[Saved data entries]
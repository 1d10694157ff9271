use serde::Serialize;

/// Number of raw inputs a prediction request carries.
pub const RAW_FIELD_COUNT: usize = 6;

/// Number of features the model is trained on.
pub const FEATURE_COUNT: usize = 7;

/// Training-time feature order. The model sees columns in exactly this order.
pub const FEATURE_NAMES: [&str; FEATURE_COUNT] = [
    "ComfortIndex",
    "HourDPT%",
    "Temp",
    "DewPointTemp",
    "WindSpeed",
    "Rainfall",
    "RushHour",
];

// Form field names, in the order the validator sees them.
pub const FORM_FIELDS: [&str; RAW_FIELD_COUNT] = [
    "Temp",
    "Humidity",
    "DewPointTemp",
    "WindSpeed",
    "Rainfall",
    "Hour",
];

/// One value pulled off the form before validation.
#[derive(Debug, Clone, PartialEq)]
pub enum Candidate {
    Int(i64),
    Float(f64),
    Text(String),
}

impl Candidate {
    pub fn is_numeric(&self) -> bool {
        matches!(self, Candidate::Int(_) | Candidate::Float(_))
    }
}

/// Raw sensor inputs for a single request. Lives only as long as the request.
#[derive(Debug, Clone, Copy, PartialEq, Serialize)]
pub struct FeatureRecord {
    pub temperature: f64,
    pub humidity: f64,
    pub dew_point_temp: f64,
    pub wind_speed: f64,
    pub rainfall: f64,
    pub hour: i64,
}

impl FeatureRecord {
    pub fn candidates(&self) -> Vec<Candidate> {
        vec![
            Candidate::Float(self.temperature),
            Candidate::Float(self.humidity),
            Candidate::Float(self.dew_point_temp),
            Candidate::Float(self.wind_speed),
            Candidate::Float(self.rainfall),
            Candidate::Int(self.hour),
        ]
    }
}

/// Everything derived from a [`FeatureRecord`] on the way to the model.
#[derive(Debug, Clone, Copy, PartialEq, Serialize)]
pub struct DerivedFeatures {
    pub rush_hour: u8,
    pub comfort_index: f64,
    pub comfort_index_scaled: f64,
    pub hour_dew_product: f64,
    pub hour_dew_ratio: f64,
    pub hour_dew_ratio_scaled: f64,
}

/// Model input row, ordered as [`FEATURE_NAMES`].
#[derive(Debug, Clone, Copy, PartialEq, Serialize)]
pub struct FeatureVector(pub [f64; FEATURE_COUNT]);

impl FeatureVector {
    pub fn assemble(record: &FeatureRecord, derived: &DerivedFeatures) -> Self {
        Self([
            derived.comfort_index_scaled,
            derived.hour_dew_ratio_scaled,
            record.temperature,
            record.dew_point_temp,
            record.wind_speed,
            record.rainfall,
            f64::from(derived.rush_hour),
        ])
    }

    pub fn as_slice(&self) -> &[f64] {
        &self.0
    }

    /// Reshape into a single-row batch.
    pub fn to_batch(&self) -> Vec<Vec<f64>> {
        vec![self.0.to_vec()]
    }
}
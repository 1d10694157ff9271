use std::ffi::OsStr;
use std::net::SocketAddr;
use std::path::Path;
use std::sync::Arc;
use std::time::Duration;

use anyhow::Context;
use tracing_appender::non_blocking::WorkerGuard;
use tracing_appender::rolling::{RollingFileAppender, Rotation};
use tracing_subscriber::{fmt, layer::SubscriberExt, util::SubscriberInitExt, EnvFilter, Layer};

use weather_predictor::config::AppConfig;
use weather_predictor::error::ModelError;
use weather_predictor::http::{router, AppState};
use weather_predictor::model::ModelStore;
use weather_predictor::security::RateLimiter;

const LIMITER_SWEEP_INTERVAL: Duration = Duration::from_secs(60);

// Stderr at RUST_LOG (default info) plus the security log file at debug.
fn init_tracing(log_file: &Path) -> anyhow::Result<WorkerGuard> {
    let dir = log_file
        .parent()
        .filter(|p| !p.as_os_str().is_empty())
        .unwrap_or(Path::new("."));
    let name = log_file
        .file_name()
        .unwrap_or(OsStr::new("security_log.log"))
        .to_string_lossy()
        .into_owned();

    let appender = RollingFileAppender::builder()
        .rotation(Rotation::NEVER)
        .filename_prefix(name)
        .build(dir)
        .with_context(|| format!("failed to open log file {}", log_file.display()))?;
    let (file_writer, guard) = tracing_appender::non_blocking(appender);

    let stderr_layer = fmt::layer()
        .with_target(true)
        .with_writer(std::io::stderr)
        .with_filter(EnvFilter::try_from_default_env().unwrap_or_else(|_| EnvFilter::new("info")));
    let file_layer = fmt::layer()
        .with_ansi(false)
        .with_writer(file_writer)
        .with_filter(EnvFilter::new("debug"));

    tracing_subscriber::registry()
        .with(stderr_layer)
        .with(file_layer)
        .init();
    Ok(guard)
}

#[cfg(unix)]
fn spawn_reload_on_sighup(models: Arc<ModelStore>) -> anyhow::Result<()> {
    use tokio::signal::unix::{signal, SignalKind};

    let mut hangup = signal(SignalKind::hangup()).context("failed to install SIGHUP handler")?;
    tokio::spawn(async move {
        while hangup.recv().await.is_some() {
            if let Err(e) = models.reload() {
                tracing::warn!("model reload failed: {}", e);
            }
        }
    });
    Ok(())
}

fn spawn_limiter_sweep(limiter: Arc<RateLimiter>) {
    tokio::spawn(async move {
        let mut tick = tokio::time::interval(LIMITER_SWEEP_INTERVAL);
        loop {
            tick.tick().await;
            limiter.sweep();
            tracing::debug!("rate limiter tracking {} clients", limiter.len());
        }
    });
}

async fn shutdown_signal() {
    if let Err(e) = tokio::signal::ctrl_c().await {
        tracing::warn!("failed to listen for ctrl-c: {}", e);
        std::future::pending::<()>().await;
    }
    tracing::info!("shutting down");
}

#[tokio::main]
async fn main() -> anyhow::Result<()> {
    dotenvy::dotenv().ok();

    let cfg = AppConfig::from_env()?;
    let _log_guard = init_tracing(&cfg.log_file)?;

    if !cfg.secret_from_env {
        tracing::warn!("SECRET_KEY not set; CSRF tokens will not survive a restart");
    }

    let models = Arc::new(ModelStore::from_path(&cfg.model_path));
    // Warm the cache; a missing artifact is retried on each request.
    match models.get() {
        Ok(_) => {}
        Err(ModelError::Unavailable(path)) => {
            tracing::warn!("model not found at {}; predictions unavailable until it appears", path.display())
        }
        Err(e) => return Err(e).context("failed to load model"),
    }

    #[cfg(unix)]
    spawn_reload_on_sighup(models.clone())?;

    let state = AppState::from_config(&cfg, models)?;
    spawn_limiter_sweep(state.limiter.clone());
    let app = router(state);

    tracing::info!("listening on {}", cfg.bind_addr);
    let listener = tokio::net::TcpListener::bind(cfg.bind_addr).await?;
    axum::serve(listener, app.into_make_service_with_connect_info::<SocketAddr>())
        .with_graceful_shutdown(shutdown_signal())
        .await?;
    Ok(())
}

* [Prompt] Please give the number of lines above that include the string "impl", with nothing added.

* [The completed task] 3